Pick every line out of the entries below that holds the string "FakeDatabase", and report them.

··· EXCERPTED RECORDS

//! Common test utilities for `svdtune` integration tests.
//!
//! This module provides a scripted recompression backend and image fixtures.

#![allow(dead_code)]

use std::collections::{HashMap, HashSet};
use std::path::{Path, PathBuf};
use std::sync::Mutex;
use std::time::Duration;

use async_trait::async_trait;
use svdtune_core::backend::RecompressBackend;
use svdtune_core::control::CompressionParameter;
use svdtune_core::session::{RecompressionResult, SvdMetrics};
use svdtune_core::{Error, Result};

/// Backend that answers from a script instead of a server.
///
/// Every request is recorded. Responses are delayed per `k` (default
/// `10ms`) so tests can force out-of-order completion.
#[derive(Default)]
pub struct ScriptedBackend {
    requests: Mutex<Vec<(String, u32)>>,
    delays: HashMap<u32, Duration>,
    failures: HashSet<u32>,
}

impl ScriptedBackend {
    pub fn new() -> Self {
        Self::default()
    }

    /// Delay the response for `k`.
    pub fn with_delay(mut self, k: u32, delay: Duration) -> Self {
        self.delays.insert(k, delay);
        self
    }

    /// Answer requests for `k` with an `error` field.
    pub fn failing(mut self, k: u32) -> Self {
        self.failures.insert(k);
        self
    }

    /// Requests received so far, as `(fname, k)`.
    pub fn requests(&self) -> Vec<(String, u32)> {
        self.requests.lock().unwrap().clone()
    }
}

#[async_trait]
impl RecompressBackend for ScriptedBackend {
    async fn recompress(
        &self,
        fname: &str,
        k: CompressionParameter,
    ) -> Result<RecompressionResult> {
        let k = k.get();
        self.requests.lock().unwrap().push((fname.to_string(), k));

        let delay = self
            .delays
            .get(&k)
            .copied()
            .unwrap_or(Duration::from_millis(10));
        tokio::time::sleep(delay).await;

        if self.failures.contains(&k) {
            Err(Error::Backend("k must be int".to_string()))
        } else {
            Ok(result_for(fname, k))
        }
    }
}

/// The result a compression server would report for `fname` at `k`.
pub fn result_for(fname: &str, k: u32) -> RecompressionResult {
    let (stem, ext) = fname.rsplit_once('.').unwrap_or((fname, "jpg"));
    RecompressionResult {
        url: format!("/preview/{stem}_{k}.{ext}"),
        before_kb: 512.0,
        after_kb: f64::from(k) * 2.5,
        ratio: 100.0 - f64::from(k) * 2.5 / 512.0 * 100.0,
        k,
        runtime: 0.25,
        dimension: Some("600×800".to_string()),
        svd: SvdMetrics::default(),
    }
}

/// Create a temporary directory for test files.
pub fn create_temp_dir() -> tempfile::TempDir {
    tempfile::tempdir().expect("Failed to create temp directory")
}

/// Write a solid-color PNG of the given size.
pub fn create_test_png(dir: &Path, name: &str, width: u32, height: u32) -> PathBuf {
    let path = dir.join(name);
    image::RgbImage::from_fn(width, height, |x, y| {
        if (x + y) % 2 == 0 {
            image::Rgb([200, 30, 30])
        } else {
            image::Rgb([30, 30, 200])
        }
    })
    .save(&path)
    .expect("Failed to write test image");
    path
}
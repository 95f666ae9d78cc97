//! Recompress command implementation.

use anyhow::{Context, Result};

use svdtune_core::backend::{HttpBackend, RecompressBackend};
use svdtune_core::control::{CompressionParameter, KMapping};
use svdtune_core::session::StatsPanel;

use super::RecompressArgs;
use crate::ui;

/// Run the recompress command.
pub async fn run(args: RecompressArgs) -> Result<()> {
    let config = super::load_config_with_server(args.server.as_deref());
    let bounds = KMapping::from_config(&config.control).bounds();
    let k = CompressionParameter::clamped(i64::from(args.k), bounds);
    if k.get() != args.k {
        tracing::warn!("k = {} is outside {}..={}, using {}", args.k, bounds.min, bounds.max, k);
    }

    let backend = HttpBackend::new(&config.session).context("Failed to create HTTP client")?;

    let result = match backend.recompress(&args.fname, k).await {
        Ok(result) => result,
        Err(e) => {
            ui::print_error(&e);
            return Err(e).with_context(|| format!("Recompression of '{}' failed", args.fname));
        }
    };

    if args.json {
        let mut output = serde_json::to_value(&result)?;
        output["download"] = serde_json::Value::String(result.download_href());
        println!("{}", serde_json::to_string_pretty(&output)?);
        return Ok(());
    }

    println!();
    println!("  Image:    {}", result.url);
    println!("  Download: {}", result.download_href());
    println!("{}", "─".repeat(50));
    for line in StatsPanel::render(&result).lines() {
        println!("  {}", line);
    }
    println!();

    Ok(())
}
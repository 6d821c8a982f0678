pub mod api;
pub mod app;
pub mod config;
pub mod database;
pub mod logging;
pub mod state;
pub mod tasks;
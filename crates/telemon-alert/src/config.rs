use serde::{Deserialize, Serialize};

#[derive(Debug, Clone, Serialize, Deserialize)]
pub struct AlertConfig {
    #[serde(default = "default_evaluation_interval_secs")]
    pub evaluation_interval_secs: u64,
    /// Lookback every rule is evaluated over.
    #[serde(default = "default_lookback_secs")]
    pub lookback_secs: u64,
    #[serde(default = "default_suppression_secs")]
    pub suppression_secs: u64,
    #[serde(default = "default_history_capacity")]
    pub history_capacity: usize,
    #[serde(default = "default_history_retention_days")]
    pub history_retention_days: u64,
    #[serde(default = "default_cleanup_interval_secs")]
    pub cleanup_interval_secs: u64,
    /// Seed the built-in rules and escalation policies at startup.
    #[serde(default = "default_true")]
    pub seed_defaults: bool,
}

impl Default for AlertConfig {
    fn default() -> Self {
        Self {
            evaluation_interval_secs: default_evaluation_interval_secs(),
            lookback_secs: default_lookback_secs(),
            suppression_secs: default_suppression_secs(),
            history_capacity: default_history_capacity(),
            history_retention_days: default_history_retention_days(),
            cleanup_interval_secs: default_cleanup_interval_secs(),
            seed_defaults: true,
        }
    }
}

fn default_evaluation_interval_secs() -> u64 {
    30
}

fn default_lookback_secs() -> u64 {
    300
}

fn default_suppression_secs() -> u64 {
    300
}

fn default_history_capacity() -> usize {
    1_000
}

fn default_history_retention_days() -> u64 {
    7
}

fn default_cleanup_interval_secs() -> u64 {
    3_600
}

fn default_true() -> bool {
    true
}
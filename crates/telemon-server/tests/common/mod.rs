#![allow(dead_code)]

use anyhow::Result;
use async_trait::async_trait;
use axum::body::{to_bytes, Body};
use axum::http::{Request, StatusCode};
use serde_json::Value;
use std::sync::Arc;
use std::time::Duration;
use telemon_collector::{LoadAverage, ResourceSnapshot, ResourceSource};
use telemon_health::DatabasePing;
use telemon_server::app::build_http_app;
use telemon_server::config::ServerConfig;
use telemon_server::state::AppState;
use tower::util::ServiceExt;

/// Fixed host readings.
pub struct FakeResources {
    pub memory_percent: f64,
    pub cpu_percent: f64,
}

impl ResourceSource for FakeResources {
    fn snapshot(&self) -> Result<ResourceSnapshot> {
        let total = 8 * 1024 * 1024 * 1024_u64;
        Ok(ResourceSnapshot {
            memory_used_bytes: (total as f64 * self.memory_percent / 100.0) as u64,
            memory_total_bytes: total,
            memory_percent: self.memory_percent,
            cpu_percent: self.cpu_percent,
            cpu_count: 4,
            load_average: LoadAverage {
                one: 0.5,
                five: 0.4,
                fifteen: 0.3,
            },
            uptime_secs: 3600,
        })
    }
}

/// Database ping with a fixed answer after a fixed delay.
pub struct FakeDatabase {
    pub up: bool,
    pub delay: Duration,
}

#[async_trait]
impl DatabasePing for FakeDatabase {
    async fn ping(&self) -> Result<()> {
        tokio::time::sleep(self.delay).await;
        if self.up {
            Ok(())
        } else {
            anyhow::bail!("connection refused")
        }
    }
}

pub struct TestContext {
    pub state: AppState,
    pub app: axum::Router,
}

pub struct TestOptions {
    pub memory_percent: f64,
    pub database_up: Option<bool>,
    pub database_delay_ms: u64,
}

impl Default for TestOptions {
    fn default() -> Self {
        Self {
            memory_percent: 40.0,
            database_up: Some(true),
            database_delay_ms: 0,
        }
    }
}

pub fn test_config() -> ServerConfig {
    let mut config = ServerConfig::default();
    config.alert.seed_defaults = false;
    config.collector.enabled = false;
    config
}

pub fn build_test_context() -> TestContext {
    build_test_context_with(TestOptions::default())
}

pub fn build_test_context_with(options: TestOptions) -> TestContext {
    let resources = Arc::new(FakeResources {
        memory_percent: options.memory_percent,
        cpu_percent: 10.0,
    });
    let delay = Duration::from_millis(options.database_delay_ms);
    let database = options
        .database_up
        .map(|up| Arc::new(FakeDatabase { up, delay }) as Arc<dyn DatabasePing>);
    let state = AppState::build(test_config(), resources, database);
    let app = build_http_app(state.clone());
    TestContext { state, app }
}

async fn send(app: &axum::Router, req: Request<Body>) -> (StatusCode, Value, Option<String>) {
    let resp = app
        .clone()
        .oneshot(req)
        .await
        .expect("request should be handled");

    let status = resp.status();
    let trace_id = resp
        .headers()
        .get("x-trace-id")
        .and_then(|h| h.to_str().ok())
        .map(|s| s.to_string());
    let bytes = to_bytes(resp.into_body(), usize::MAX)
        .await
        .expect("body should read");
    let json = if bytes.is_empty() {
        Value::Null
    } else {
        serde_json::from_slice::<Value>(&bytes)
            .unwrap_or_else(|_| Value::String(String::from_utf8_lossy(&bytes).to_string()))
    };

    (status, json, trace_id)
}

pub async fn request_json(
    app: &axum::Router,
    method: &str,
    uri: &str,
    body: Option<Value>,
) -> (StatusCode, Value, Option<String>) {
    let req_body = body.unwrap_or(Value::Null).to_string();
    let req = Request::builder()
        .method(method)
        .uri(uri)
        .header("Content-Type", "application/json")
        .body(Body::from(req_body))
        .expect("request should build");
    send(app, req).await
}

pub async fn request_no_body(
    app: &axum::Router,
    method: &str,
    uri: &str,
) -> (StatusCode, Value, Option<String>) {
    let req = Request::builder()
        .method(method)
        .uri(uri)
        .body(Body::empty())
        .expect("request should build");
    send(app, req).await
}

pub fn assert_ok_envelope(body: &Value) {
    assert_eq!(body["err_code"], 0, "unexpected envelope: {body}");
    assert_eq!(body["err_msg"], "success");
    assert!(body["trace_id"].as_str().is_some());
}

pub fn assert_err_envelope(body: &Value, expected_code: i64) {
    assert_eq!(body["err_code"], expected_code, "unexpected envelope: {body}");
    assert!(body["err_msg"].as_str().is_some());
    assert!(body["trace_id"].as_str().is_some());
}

······
··· EXCERPTED RECORDS

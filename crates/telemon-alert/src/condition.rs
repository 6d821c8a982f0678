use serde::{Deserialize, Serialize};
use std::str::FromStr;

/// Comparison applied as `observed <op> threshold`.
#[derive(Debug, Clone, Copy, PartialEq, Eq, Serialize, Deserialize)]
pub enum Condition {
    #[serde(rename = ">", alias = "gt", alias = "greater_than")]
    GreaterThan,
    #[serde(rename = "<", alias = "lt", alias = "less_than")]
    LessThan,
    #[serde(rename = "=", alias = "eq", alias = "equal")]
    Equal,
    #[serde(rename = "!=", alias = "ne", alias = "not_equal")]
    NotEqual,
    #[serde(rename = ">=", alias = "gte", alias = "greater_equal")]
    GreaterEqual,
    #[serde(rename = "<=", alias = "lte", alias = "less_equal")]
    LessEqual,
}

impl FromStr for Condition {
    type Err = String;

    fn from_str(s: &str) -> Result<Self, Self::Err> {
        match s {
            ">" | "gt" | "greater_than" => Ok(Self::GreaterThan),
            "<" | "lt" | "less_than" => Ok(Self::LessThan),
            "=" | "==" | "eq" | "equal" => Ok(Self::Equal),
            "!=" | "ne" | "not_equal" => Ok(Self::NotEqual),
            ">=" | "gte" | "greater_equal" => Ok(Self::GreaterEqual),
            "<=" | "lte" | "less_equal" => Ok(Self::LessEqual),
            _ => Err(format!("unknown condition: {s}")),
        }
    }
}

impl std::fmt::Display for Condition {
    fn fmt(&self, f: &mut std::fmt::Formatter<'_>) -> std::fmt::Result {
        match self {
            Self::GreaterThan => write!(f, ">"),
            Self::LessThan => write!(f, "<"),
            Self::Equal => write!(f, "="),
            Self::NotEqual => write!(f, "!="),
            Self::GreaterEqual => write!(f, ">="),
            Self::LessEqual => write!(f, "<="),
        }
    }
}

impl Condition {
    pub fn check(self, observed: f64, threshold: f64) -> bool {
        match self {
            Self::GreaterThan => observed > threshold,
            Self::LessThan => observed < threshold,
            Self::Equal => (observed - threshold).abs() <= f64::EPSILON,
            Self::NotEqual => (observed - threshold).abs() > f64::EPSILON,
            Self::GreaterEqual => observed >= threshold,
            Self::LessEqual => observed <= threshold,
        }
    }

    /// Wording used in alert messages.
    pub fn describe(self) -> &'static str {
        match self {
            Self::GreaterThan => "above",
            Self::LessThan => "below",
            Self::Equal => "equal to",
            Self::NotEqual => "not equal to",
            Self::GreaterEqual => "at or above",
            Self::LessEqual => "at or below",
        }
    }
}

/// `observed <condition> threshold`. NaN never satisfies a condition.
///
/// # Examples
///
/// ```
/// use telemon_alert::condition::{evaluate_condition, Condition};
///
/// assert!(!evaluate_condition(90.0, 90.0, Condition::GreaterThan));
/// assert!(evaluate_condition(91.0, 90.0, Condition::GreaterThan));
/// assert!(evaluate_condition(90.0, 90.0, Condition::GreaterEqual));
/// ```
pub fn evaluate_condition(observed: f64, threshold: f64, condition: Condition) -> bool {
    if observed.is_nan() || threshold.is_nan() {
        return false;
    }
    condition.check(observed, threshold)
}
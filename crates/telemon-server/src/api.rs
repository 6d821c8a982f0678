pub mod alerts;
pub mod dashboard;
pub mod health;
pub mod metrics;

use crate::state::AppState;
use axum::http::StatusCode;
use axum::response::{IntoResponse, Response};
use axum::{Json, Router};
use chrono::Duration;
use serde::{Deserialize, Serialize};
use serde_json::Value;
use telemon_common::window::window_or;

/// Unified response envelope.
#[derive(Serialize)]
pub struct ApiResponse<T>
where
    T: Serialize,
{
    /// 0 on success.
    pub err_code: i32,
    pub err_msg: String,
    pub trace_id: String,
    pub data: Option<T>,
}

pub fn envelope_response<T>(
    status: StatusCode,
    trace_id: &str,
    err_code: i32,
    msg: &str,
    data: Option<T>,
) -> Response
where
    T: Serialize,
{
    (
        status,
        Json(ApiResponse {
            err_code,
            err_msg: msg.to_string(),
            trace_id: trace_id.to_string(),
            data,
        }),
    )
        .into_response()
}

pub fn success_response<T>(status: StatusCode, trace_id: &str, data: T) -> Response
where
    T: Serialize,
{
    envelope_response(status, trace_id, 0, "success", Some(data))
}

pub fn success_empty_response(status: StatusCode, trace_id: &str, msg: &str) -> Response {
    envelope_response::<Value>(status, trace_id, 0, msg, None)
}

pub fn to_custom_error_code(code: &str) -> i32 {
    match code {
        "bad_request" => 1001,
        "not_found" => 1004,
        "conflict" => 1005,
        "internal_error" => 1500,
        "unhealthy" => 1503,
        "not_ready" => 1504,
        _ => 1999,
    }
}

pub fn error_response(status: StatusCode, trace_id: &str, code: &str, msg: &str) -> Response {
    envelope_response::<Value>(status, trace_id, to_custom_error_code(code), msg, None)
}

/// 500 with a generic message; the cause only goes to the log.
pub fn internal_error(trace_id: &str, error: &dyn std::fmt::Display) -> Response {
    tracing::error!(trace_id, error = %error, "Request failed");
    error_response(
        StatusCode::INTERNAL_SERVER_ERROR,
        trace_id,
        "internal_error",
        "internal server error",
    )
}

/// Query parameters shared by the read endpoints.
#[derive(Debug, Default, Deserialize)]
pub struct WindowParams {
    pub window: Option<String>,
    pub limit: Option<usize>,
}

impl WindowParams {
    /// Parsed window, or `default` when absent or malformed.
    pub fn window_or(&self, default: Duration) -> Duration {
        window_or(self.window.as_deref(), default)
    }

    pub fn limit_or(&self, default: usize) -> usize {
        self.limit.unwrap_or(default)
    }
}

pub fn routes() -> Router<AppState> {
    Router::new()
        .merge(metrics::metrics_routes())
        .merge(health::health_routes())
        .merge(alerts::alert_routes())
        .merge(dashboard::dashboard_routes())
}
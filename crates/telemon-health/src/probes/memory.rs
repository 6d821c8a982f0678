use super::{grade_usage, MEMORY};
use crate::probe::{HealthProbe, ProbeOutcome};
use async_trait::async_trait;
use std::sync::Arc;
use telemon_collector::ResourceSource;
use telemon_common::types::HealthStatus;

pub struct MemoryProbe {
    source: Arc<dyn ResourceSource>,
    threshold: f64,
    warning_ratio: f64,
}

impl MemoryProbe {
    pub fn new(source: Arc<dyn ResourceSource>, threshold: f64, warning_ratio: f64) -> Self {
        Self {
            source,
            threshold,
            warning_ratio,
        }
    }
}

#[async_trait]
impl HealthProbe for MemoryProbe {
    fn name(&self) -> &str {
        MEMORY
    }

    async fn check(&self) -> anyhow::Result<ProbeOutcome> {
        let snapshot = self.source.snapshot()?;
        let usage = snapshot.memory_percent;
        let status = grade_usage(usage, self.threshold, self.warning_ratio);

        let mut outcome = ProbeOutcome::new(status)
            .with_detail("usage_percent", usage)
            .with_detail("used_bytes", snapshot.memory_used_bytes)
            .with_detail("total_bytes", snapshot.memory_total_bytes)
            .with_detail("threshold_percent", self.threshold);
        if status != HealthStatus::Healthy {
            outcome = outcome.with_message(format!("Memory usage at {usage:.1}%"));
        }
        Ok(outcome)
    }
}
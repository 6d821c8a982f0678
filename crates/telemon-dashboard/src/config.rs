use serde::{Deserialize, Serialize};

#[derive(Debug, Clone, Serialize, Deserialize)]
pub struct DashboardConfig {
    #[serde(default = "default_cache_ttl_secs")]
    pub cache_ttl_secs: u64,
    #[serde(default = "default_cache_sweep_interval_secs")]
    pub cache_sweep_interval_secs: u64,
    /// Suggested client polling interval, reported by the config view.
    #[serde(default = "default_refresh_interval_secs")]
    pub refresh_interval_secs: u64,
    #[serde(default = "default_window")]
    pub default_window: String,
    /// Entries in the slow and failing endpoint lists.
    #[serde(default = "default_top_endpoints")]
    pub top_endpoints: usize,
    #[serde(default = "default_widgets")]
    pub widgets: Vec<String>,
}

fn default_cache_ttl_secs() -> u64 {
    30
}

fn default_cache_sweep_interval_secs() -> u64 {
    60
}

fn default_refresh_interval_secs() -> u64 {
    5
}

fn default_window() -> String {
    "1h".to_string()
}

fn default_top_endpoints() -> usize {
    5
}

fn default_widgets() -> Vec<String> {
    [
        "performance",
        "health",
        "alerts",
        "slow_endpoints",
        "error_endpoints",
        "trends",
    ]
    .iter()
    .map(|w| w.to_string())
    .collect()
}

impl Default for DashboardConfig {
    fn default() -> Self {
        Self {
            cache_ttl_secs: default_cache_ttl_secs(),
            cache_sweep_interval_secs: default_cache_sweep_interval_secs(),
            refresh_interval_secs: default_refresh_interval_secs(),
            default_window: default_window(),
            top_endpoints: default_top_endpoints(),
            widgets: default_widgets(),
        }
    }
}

······
··· EXCERPTED RECORDS

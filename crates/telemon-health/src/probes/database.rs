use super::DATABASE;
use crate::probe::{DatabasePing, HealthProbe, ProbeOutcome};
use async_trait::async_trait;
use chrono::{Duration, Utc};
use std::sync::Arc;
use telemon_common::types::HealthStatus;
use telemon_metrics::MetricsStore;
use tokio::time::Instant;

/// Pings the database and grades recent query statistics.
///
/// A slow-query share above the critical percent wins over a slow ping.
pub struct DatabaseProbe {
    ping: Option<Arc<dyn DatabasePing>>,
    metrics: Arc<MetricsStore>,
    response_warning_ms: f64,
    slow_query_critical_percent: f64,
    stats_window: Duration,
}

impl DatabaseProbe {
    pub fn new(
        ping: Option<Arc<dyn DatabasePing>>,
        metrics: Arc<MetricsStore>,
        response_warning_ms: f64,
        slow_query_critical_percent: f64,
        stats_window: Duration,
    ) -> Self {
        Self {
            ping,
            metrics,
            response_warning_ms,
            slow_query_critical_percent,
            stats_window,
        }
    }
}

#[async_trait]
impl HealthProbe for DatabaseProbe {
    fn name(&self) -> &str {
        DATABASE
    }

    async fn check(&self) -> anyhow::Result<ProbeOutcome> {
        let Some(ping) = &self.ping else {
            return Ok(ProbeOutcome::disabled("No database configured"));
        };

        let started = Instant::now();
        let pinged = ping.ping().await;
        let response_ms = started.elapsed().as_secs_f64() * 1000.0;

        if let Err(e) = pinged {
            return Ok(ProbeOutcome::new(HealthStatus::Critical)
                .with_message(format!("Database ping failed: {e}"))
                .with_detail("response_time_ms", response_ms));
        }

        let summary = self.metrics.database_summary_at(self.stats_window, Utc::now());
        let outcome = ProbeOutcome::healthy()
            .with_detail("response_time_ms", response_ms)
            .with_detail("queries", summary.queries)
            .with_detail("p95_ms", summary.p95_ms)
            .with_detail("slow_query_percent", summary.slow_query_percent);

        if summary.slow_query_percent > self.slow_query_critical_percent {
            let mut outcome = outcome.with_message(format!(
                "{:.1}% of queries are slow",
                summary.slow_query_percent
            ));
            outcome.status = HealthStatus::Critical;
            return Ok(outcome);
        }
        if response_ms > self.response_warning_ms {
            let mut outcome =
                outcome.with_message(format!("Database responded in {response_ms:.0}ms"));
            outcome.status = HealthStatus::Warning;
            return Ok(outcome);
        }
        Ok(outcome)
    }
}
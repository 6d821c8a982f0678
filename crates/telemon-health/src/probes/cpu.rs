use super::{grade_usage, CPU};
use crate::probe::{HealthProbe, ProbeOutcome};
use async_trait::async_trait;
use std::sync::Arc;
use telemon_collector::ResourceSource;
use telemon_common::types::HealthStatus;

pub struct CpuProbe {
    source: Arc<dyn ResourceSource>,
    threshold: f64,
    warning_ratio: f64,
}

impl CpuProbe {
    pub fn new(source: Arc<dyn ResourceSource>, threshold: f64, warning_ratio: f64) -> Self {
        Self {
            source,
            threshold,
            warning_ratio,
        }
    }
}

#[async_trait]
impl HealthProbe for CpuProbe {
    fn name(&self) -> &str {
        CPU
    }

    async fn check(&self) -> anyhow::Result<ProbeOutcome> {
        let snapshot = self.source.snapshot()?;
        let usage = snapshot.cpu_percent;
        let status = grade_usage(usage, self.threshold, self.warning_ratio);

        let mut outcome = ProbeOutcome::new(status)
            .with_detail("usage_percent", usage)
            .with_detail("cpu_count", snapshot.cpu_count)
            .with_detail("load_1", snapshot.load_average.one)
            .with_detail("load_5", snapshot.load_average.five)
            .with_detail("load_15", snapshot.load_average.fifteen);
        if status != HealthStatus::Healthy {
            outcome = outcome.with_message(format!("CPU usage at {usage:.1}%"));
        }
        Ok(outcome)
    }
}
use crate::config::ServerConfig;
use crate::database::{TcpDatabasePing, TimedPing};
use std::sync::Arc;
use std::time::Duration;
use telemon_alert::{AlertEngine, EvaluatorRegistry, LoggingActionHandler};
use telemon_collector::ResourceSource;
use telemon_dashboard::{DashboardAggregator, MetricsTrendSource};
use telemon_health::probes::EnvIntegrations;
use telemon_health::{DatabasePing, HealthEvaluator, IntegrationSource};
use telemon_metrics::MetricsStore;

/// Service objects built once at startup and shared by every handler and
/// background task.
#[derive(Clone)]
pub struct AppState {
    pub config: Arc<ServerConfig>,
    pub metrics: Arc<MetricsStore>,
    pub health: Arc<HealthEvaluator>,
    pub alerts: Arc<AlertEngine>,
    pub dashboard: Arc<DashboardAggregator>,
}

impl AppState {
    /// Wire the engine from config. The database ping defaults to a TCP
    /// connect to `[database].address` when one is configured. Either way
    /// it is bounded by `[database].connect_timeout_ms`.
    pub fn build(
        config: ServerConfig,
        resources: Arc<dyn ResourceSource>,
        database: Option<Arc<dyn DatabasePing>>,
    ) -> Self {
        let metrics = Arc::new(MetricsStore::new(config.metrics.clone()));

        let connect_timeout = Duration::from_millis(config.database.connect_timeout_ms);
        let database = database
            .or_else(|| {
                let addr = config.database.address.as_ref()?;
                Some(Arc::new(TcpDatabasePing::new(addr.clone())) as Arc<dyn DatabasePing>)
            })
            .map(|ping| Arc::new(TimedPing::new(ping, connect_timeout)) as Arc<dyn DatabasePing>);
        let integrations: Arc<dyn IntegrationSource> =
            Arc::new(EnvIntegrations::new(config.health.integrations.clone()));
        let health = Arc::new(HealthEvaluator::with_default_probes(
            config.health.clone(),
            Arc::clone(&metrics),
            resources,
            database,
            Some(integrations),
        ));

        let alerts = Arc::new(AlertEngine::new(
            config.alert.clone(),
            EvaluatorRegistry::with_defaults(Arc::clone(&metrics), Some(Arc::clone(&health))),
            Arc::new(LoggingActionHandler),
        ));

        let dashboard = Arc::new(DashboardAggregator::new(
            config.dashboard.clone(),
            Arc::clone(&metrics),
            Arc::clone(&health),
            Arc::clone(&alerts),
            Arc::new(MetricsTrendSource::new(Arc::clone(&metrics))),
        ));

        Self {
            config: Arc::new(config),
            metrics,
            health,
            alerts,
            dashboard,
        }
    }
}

······

• _TASK RESULT_
pub struct FakeDatabase {
impl DatabasePing for FakeDatabase {
        .map(|up| Arc::new(FakeDatabase { up, delay }) as Arc<dyn DatabasePing>);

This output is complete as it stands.